The paradox of better screening

Does better screening lead to improvements in health outcomes?  Conventional wisdom holds that this is always true.  For instance, catching breast cancer at an early stage greatly improves survival probabilities.  However, early screening can lead to a statistical anomaly where better screening appears to improve mortality rates even when treatments are entirely ineffective.

Here is an example using the dreaded disease economicitis.  Let us divide people into 3 groups.

  • Healthy: You live forever.
  • 1st stage economicitis is asymptomatic. Life expectancy when 1st stage economicitis begins is 10 years.  One half of economicisits cases are 1st stage.
  • 2nd stage economicitis appears when individuals mysteriously grow a third or possibly fourth hand.  Life expectancy with second stage economicitis is 2 years.  One half of economicitis cases are 2nd stage.

Before any screening was developed, individuals would learn they had  economicitis  when they started growing extra hands.  Thus, documented life expectancy for those with  economicitis was 2 years, since all individuals who were recorded as having  economicitis were in the 2nd stage.

Let us assume that a screening technique is now available.  If the screening device is able to detect 100% of stage 1 and stage 2 economicitis cases, then we will see that life expectancy will increased to 6 years (10/2+2/2=6). Statisticians looking at the data may claim the following: “The economicitis screening test has increased life expectancy after diagnosis from 2 to 6 years!”

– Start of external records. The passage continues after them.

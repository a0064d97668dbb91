use crate::error::{ConfigError, HarnessError};
use crate::wire::WireFormat;
use anyhow::{Context, Result};
use serde::{Deserialize, Serialize};
use std::path::{Path, PathBuf};
use std::time::Duration;

#[derive(Debug, Clone, Serialize, Deserialize)]
pub struct Config {
    pub identity: IdentityConfig,
    pub compute: ComputeConfig,
    pub volume: VolumeConfig,
    pub network: NetworkConfig,
    /// Wire format used by every client ("json" or "xml")
    pub interface: WireFormat,
    /// Provision a fresh tenant/user per fixture instead of the shared one
    pub allow_tenant_isolation: bool,
}

#[derive(Debug, Clone, Serialize, Deserialize)]
pub struct IdentityConfig {
    pub auth_url: String,
    pub username: String,
    pub password: String,
    pub tenant_name: String,
    pub admin_username: Option<String>,
    pub admin_password: Option<String>,
    pub admin_tenant_name: Option<String>,
}

#[derive(Debug, Clone, Serialize, Deserialize)]
pub struct ComputeConfig {
    pub base_url: String,
    pub available: bool,
    pub image_ref: String,
    /// Second image for filter scenarios; falls back to image_ref when unset
    pub image_ref_alt: Option<String>,
    pub flavor_ref: String,
    pub flavor_ref_alt: Option<String>,
    pub build_interval_secs: u64,
    pub build_timeout_secs: u64,
}

#[derive(Debug, Clone, Serialize, Deserialize)]
pub struct VolumeConfig {
    pub base_url: String,
    pub available: bool,
    pub build_interval_secs: u64,
    pub build_timeout_secs: u64,
}

#[derive(Debug, Clone, Serialize, Deserialize)]
pub struct NetworkConfig {
    pub base_url: String,
    pub available: bool,
    pub build_interval_secs: u64,
    pub build_timeout_secs: u64,
}

impl ComputeConfig {
    pub fn build_interval(&self) -> Duration {
        Duration::from_secs(self.build_interval_secs)
    }

    pub fn build_timeout(&self) -> Duration {
        Duration::from_secs(self.build_timeout_secs)
    }
}

impl VolumeConfig {
    pub fn build_interval(&self) -> Duration {
        Duration::from_secs(self.build_interval_secs)
    }

    pub fn build_timeout(&self) -> Duration {
        Duration::from_secs(self.build_timeout_secs)
    }
}

impl NetworkConfig {
    pub fn build_interval(&self) -> Duration {
        Duration::from_secs(self.build_interval_secs)
    }

    pub fn build_timeout(&self) -> Duration {
        Duration::from_secs(self.build_timeout_secs)
    }
}

impl Default for Config {
    fn default() -> Self {
        Self {
            identity: IdentityConfig {
                auth_url: "http://127.0.0.1:5000/v2.0".to_string(),
                username: "demo".to_string(),
                password: "secretadmin".to_string(),
                tenant_name: "demo".to_string(),
                admin_username: None,
                admin_password: None,
                admin_tenant_name: None,
            },
            compute: ComputeConfig {
                base_url: "http://127.0.0.1:8774/v2".to_string(),
                available: true,
                image_ref: "cirros-0.3.1-x86_64".to_string(),
                image_ref_alt: None,
                flavor_ref: "m1.tiny".to_string(),
                flavor_ref_alt: None,
                build_interval_secs: 3,
                build_timeout_secs: 300,
            },
            volume: VolumeConfig {
                base_url: "http://127.0.0.1:8776/v1".to_string(),
                available: true,
                build_interval_secs: 3,
                build_timeout_secs: 300,
            },
            network: NetworkConfig {
                base_url: "http://127.0.0.1:9696".to_string(),
                available: true,
                build_interval_secs: 1,
                build_timeout_secs: 60,
            },
            interface: WireFormat::Json,
            allow_tenant_isolation: false,
        }
    }
}

impl Config {
    pub fn load(path: Option<&Path>) -> Result<Self> {
        let config_path = if let Some(p) = path {
            p.to_path_buf()
        } else {
            // Try .stackprobe.toml in current dir, then ~/.config/stackprobe/config.toml
            let local = PathBuf::from(".stackprobe.toml");
            if local.exists() {
                local
            } else {
                dirs::config_dir()
                    .map(|d| d.join("stackprobe").join("config.toml"))
                    .unwrap_or_else(|| PathBuf::from(".stackprobe.toml"))
            }
        };

        if config_path.exists() {
            let content = std::fs::read_to_string(&config_path)
                .with_context(|| format!("Failed to read config: {}", config_path.display()))?;
            let config: Config = toml::from_str(&content)
                .map_err(|e| ConfigError::ParseError(e.to_string()))
                .with_context(|| {
                    format!(
                        "Failed to parse config: {}\n  Tip: run 'stackprobe init' to create a fresh config file",
                        config_path.display()
                    )
                })?;
            config.validate()?;
            Ok(config)
        } else {
            // Use defaults but warn if user explicitly provided a path
            if path.is_some() {
                eprintln!("WARNING: Config file not found: {}", config_path.display());
                eprintln!("   Using default configuration. Run 'stackprobe init' to create one.");
            }
            Ok(Config::default())
        }
    }

    pub fn save(&self, path: &Path) -> Result<()> {
        let content = toml::to_string_pretty(self).context("Failed to serialize config")?;
        std::fs::write(path, content)
            .with_context(|| format!("Failed to write config: {}", path.display()))?;
        Ok(())
    }

    /// Field-level checks that toml's type system cannot express.
    pub fn validate(&self) -> std::result::Result<(), HarnessError> {
        if self.identity.auth_url.is_empty() {
            return Err(ConfigError::MissingField("identity.auth_url".to_string()).into());
        }
        for (field, secs) in [
            ("compute.build_timeout_secs", self.compute.build_timeout_secs),
            ("volume.build_timeout_secs", self.volume.build_timeout_secs),
            ("network.build_timeout_secs", self.network.build_timeout_secs),
        ] {
            if secs == 0 {
                return Err(ConfigError::InvalidValue {
                    field: field.to_string(),
                    reason: "timeout must be non-zero".to_string(),
                }
                .into());
            }
        }
        if self.allow_tenant_isolation
            && (self.identity.admin_username.is_none() || self.identity.admin_password.is_none())
        {
            return Err(ConfigError::MissingField(
                "identity.admin_username/admin_password (required for tenant isolation)"
                    .to_string(),
            )
            .into());
        }
        Ok(())
    }
}

pub fn init_config(output: &Path) -> Result<()> {
    let config = Config::default();
    config.save(output)?;
    println!("Created config file: {}", output.display());
    Ok(())
}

This claim, however, is false since there is no effective treatment for  economicitis.  The increase in average life expectancy is not due to any improvement in health care, but only because the relatively healthier individuals with 1st stage economicitis are now being detected by the test.

4 Comments

  1. Your post completely misses the point. “Statisticians may claim…”, right and I can say “The sky is falling”, but would it ever be published in a peer reviewed journal?

    The real paradox of better screening is the challenge posed by type I vs type II errors. What is the cost of false positives (telling someone they have a disease when they really don’t), and false negatives (letting someone think they’re don’t have the condition when they do).

    Why not write something meaningful on a real screening test of questionable value like PSA? Like this http://www.jamesgagne.com/PSAParadox.shtml

  2. I don’t understand. Does stage 1 not lead to stage 2? Then if stage 1 is longer, and there’s no cure, how is it possible that half the cases are stage 1 and half stage 2? Should these be “type1” and “type2” instead?